What I also did is make the effective core temperature depend on the Fusion CP% percentage, meaning DT fusion would have lowest Isp and D-He3 would produce higher isp You mean the Hydrogen propellant would absorb neutrons and turn into Deuterium and Tritium? edit: Yes I figured a closed loop would be too heavy, that why I said it lacks a (closed cycle ) lithium blanket

In a way, This is already part of the engine, Lithium counts as a neutron absorbent propellant which when used as a propellant will gain extra energy from neutron absorbtion , which translates into a thrust bonus.

To reduce weight, I excluded the lithium breeding blanked (that is present in the Tokamak) and assumed only 50% of the neutrons would be available for thermal power. and limited it to Low Neutron fuel modes.

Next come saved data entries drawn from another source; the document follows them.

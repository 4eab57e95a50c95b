// src/noyau/tampon.rs
//
// Tampon d’expression (texte affiché + drapeau "résultat affiché")
// ---------------------------------------------------------------
// Contrats :
// - Transitions pures : chaque opération lit le tampon courant et rend le SUIVANT.
// - Jamais deux opérateurs binaires adjacents (un opérateur remplace l’opérateur final).
// - "Error" est un état distingué : seuls C et ⌫ (qui efface aussi) en sortent.
// - Départ à neuf : après un résultat, sur "0" ou sur "Error", le prochain chiffre
//   (ou parenthèse) remplace le texte au lieu de s’y ajouter.

use super::erreur::ErreurEval;
use super::eval::{eval_expression, Evaluation};
use super::format::pourcent;
use super::suffixe::{nombre_final, Forme};

/// Texte de l’état d’erreur.
pub const ERREUR: &str = "Error";

/// Texte du tampon vide.
pub const ZERO: &str = "0";

#[derive(Clone, Copy, Debug, PartialEq, Eq, Hash)]
pub enum Operateur {
    Plus,
    Moins,
    Fois,
    Divise,
}

impl Operateur {
    pub const TOUS: [Operateur; 4] = [
        Operateur::Plus,
        Operateur::Moins,
        Operateur::Fois,
        Operateur::Divise,
    ];

    /// Symbole affiché dans le tampon.
    pub fn symbole(self) -> char {
        match self {
            Operateur::Plus => '+',
            Operateur::Moins => '-',
            Operateur::Fois => '×',
            Operateur::Divise => '÷',
        }
    }

    /// Symbole affiché ou alias clavier ASCII (* /).
    pub fn depuis_symbole(c: char) -> Option<Self> {
        match c {
            '+' => Some(Operateur::Plus),
            '-' => Some(Operateur::Moins),
            '×' | '*' => Some(Operateur::Fois),
            '÷' | '/' => Some(Operateur::Divise),
            _ => None,
        }
    }
}

/// Vrai pour les caractères d’opérateur binaire du tampon.
pub fn est_operateur(c: char) -> bool {
    matches!(c, '+' | '-' | '×' | '÷')
}

#[derive(Clone, Copy, Debug, PartialEq, Eq, Hash)]
pub enum Parenthese {
    Ouvrante,
    Fermante,
}

impl Parenthese {
    pub fn symbole(self) -> char {
        match self {
            Parenthese::Ouvrante => '(',
            Parenthese::Fermante => ')',
        }
    }
}

/// Touche logique : même jeu d’opérations pour boutons et clavier.
#[derive(Clone, Copy, Debug, PartialEq, Eq, Hash)]
pub enum Operation {
    /// chiffre 0..=9 (hors borne : ignoré)
    Chiffre(u8),
    Operateur(Operateur),
    Parenthese(Parenthese),
    Decimale,
    Signe,
    Pourcent,
    Retour,
    Effacer,
    Evaluer,
}

/// Issue d’une opération (taxonomie d’erreurs : rien n’est fatal).
#[derive(Clone, Debug, PartialEq)]
pub enum Issue {
    /// Le tampon a changé.
    Edition,
    /// Touche sans effet structurel (ex: second '.') : ignorée en silence.
    Ignoree,
    /// Évaluation réussie.
    Evaluee(Evaluation),
    /// Évaluation échouée : le tampon vaut "Error".
    Echec(ErreurEval),
}

#[derive(Clone, Debug, PartialEq, Eq)]
pub struct Tampon {
    texte: String,
    resultat_affiche: bool,
}

impl Default for Tampon {
    fn default() -> Self {
        Self {
            texte: ZERO.to_string(),
            resultat_affiche: false,
        }
    }
}

impl Tampon {
    /// Tampon arbitraire (tests, reprise d’un texte).
    pub fn avec(texte: impl Into<String>, resultat_affiche: bool) -> Self {
        Self {
            texte: texte.into(),
            resultat_affiche,
        }
    }

    fn edite(texte: impl Into<String>) -> Self {
        Self::avec(texte, false)
    }

    pub fn texte(&self) -> &str {
        &self.texte
    }

    pub fn resultat_affiche(&self) -> bool {
        self.resultat_affiche
    }

    pub fn est_erreur(&self) -> bool {
        self.texte == ERREUR
    }

    /// Départ à neuf : le prochain chiffre/parenthèse remplace le texte.
    fn depart_a_neuf(&self) -> bool {
        self.resultat_affiche || self.texte == ZERO || self.est_erreur()
    }

    /// Applique une opération : rend le tampon suivant + l’issue.
    pub fn appliquer(&self, op: Operation, chiffres: usize) -> (Tampon, Issue) {
        let suivant = match op {
            Operation::Chiffre(d) => char::from_digit(u32::from(d), 10).map(|c| self.inserer(c)),
            Operation::Operateur(o) => self.operateur(o),
            Operation::Parenthese(p) => Some(self.inserer(p.symbole())),
            Operation::Decimale => self.decimale(),
            Operation::Signe => self.signe(),
            Operation::Pourcent => self.pourcent(),
            Operation::Retour => Some(self.retour()),
            Operation::Effacer => Some(Tampon::default()),
            Operation::Evaluer => return self.evaluer(chiffres),
        };

        match suivant {
            Some(t) => (t, Issue::Edition),
            None => (self.clone(), Issue::Ignoree),
        }
    }

    /* ------------------------ Règles d’édition ------------------------ */

    /// Chiffre ou parenthèse : départ à neuf, sinon ajout.
    fn inserer(&self, c: char) -> Tampon {
        if self.depart_a_neuf() {
            return Tampon::edite(c.to_string());
        }
        let mut texte = self.texte.clone();
        texte.push(c);
        Tampon::edite(texte)
    }

    /// Opérateur : remplace un opérateur final, sinon s’ajoute (chaînage après résultat).
    fn operateur(&self, op: Operateur) -> Option<Tampon> {
        if self.est_erreur() {
            return None;
        }
        let mut texte = self.texte.clone();
        if texte.chars().last().is_some_and(est_operateur) {
            texte.pop();
        }
        texte.push(op.symbole());
        Some(Tampon::edite(texte))
    }

    /// '.' : refusé si le nombre en cours en a déjà un.
    fn decimale(&self) -> Option<Tampon> {
        if self.resultat_affiche || self.est_erreur() {
            return Some(Tampon::edite("0."));
        }
        let segment = self
            .texte
            .rsplit(|c: char| est_operateur(c) || c == '(' || c == ')')
            .next()
            .unwrap_or("");
        if segment.contains('.') {
            return None;
        }
        let mut texte = self.texte.clone();
        texte.push('.');
        Some(Tampon::edite(texte))
    }

    /// +/- sur le nombre final : "8" <=> "(-8)", "-8" => "8".
    fn signe(&self) -> Option<Tampon> {
        if self.resultat_affiche || self.est_erreur() {
            return None;
        }
        let n = nombre_final(&self.texte)?;
        let prefixe = &self.texte[..n.debut];

        let texte = if n.est_negatif() {
            format!("{prefixe}{}", n.texte.trim_start_matches('-'))
        } else {
            format!("{prefixe}(-{})", n.texte)
        };
        Some(Tampon::edite(texte))
    }

    /// % sur le nombre final : remplacé par sa valeur / 100, en décimal simple.
    fn pourcent(&self) -> Option<Tampon> {
        if self.resultat_affiche || self.est_erreur() {
            return None;
        }
        let n = nombre_final(&self.texte)?;
        let prefixe = &self.texte[..n.debut];
        let centieme = pourcent(n.texte)?;

        let texte = match n.forme {
            Forme::Enveloppe => format!("{prefixe}(-{centieme})"),
            Forme::Nu => format!("{prefixe}{centieme}"),
        };
        Some(Tampon::edite(texte))
    }

    /// ⌫ : efface tout après un résultat ou une erreur, sinon retire un caractère.
    fn retour(&self) -> Tampon {
        if self.resultat_affiche || self.est_erreur() {
            return Tampon::default();
        }
        let mut texte = self.texte.clone();
        texte.pop();
        if texte.is_empty() {
            return Tampon::default();
        }
        Tampon::edite(texte)
    }

    /// = : sans effet sur "Error", sur un résultat déjà affiché ou sur "0".
    fn evaluer(&self, chiffres: usize) -> (Tampon, Issue) {
        if self.est_erreur() || self.resultat_affiche || self.texte.is_empty() || self.texte == ZERO {
            return (self.clone(), Issue::Ignoree);
        }

        match eval_expression(&self.texte, chiffres) {
            Ok(e) => (Tampon::avec(e.rendu.clone(), true), Issue::Evaluee(e)),
            Err(err) => (Tampon::avec(ERREUR, true), Issue::Echec(err)),
        }
    }
}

how much of the energy can you reasonably extract from a plasma exhaust? 0 to 10%, also at what efficiency? Love to but I figured the stuff would be too hard and dangerous to store. How should a degenerate matter storage container look like?

Yes but the diameter is 5m, similar to the MCF which I defined as the default minimum size. I made it that because these reactors inherently are very bulky. Yes, the more wasteheat is produced, the hotter the radiators get, the less efficient power production becomes. But you didn't answer my question which is "does doubling the thrust (by lowering isp from 12000s to 6000s) double or quadruple the power cost?"

Well I currently do not have power production on the Plasma nozzle (only on the Deadalus and Z-Pinch) but think it would be an interesting option.

To be clear, the KSPIE Discovery has diameter of 5m, or are you refering to its length?

Alright, so the MCR core temperture should based on reactor size and engine wasteheat should be based exponential on isp gear (where base would be gear 1). From a balance point of view would be perfect as it allows player to overdrive the engine for higher isp at the expanse of more mass for radiators. Lowering isp could be acieved at at the cost of higher power cost, but when halved would it double or quadruple?

Ok, I looked around and found this document https://www.oxfordneutronschool.org/2011/lectures/osns_stewart_polarised_2011.pdf It made me think, Would it be possible to polarize neutrons so we can partialy direct them with a polorized neutron mirror in a desired direction to create thrust?

Yes but apparently they still manage to apply some spin polarization in a fusion engine, perhaps there is still hope for meaningful Spin pol D-T fusion, perhaps not an engine but only for power production making it still very useful

ok But On the Wiki of Tri Alpha they mention Spin polarization https://en.wikipedia.org/wiki/TAE_Technologies

Well Tri Alpha Fusion get pretty close to having a controlled reaction

what if you could control the exact fusion molecules, for example crash He3 and D molecules at an exact power level on each-other and prevent D-D site reactions

Well there are those nasty D-D site reactions. Perhaps if you can do some clever tricks you can pull it off

what if we could temporaily shield the reaction chamber from magnetic fields, quicky spin polorize the fuel, create the fusion reaction and lift the magnetic field to redirect the charged particles and repeat. The fusion equivalent of a SLR

what about spin polorized D-He3, same problem?

Ok, so spin pol D-T won't work in a MCF, what about a Z-Pinch or ICF?

Useless you say, it still currently the easiest achievable fusion mode (until we master UDD fusion). Yes it highly neutronic but can be usefull at medium isp levels. ALso because it reacts so easily it will remain the most powerfull fusion fuel were maximum raw power output is required.

What would be the engine performance of spin pol D-T compaired to He3-He3-D?